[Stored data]

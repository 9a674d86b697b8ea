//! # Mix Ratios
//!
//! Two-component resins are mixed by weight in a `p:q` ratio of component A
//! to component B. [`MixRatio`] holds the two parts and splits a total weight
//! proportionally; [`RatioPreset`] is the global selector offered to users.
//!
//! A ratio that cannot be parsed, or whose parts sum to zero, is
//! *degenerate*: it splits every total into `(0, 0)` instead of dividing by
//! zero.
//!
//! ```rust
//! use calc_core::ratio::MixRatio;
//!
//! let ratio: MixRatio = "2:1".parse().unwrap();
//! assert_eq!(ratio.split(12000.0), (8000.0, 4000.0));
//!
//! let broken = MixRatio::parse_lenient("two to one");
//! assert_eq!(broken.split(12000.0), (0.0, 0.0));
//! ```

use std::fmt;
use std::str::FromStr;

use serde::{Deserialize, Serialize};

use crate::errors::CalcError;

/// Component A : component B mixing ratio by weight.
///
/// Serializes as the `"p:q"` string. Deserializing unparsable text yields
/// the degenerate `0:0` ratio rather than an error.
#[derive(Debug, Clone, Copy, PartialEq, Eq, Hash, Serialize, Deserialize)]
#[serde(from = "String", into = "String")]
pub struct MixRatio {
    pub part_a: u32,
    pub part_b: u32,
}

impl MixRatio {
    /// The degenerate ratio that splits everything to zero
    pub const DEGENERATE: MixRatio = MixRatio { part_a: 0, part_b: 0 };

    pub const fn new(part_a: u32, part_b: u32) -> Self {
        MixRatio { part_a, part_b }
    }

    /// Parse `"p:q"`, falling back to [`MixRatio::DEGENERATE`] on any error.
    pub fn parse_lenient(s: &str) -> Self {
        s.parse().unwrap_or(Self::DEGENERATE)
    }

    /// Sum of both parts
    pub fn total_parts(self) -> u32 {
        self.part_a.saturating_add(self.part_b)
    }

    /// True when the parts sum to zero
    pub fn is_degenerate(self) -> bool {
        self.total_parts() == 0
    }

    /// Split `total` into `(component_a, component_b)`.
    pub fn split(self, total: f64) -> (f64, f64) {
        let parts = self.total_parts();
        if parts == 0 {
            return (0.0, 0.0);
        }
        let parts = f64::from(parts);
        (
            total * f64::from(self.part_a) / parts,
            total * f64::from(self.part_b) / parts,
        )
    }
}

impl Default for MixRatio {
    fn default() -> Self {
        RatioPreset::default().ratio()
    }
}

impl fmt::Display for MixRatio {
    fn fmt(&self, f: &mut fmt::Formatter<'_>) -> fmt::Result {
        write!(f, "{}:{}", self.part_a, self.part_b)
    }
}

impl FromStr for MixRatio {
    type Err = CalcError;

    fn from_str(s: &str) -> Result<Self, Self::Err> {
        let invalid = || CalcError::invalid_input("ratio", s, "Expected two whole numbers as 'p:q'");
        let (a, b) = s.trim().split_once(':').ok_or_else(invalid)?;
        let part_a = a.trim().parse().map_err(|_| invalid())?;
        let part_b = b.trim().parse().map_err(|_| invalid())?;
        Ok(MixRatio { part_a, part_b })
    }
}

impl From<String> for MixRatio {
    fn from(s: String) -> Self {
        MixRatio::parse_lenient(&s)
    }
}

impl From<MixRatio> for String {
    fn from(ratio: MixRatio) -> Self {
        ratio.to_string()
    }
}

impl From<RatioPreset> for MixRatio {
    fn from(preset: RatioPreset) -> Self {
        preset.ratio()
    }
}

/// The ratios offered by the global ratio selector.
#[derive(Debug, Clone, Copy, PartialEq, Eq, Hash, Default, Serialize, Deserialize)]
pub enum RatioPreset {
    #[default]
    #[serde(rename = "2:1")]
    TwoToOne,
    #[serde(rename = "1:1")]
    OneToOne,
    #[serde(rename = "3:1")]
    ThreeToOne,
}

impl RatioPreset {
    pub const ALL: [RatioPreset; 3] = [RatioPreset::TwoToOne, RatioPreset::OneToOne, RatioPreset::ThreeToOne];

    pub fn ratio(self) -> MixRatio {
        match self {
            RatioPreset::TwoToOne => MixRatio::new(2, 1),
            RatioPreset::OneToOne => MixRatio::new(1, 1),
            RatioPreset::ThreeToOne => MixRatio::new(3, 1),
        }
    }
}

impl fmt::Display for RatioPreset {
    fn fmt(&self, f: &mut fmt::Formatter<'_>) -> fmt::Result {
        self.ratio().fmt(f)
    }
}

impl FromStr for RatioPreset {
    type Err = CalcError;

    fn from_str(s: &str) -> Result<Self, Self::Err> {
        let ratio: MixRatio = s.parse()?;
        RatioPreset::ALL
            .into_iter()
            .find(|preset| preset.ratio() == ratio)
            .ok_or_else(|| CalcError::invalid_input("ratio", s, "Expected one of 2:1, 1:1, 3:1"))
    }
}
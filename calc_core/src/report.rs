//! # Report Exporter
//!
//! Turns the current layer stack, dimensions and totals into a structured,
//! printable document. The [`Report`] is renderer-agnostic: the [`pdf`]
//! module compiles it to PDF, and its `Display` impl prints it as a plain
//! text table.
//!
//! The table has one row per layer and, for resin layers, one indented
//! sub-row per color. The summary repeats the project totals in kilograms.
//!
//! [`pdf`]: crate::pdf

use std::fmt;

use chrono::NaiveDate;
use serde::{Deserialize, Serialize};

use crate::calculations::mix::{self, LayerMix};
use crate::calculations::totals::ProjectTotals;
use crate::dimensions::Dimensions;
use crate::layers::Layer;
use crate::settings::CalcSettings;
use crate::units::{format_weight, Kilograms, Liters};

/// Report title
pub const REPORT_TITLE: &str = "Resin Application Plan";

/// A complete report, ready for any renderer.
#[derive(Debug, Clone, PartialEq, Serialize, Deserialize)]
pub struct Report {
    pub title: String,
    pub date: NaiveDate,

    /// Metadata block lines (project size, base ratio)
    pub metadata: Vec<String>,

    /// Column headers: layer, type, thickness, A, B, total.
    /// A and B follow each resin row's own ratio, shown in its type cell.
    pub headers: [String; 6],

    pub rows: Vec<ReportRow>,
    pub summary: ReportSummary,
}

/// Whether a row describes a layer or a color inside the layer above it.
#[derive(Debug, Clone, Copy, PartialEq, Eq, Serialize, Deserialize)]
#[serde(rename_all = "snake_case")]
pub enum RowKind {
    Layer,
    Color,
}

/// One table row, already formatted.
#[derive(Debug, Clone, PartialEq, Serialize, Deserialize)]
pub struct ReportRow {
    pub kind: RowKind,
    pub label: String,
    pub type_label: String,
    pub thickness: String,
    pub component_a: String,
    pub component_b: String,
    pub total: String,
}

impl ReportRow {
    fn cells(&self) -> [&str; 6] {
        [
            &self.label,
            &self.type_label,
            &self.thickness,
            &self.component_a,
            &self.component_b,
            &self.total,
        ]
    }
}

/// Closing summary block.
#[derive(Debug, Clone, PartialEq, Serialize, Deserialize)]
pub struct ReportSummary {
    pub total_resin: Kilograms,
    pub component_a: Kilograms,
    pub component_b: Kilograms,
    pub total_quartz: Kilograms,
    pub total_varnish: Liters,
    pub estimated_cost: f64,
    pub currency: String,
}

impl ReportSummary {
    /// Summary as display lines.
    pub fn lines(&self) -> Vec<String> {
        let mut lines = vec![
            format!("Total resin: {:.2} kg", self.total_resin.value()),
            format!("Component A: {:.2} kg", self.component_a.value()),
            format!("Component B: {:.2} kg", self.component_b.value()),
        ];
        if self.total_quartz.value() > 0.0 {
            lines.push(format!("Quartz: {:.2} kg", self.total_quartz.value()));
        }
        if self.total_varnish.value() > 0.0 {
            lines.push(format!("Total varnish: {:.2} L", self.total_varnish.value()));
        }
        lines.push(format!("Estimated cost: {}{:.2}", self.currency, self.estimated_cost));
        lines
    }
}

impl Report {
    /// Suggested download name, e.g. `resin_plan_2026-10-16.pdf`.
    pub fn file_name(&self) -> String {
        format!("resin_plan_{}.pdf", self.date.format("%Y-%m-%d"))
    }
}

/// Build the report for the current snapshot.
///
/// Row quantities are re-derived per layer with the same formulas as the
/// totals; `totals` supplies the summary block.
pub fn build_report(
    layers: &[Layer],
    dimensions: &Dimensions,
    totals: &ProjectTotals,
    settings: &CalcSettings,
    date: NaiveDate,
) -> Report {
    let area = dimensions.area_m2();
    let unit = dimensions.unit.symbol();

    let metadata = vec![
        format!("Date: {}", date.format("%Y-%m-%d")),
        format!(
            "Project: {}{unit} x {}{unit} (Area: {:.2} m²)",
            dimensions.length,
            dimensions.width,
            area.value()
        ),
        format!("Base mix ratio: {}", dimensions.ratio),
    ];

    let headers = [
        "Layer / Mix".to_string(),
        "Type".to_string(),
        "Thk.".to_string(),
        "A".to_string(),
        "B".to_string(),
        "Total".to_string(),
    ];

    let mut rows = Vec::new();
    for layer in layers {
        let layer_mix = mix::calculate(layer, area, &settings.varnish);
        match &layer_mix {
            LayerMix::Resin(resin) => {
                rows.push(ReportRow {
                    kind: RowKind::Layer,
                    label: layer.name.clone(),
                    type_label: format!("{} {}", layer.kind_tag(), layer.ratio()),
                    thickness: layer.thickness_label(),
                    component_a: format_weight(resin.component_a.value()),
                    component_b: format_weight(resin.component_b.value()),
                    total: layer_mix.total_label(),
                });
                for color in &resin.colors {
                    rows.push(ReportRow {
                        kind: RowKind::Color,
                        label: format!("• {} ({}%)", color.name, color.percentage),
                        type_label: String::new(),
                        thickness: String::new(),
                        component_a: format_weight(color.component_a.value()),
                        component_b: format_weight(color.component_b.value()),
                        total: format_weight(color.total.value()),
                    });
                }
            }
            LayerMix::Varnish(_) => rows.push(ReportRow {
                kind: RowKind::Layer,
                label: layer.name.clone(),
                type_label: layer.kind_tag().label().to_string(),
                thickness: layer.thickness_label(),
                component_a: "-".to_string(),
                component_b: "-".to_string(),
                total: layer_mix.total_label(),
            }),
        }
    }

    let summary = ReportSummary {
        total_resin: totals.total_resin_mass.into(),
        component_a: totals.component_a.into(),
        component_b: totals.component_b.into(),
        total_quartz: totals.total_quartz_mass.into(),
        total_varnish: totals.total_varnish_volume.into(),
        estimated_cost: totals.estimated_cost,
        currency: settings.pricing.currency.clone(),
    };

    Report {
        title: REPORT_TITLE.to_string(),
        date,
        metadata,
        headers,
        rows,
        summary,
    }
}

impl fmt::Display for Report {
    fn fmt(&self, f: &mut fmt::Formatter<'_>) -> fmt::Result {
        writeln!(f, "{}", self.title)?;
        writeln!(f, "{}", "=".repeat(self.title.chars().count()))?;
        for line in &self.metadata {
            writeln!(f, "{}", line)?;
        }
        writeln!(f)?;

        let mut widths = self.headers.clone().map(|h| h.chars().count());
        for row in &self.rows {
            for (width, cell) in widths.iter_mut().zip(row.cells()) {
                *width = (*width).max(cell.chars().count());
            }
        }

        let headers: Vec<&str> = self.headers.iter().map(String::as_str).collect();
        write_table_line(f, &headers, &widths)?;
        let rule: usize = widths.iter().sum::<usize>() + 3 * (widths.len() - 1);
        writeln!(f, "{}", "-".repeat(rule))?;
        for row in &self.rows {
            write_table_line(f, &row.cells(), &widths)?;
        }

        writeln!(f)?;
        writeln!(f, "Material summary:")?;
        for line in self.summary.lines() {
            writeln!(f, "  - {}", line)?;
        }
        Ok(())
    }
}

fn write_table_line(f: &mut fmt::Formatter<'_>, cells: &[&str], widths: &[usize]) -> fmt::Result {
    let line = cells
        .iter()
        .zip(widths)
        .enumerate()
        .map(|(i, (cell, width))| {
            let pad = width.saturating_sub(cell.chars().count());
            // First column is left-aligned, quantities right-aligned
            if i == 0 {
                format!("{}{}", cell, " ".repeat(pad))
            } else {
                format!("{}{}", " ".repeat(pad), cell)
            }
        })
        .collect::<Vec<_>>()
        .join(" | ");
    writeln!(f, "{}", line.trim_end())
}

What is being asked ▸
Across all the records, find the lines containing the word "OneToOne" and reproduce each one.

Reply to the exercise ▸
    OneToOne,
    pub const ALL: [RatioPreset; 3] = [RatioPreset::TwoToOne, RatioPreset::OneToOne, RatioPreset::ThreeToOne];
            RatioPreset::OneToOne => MixRatio::new(1, 1),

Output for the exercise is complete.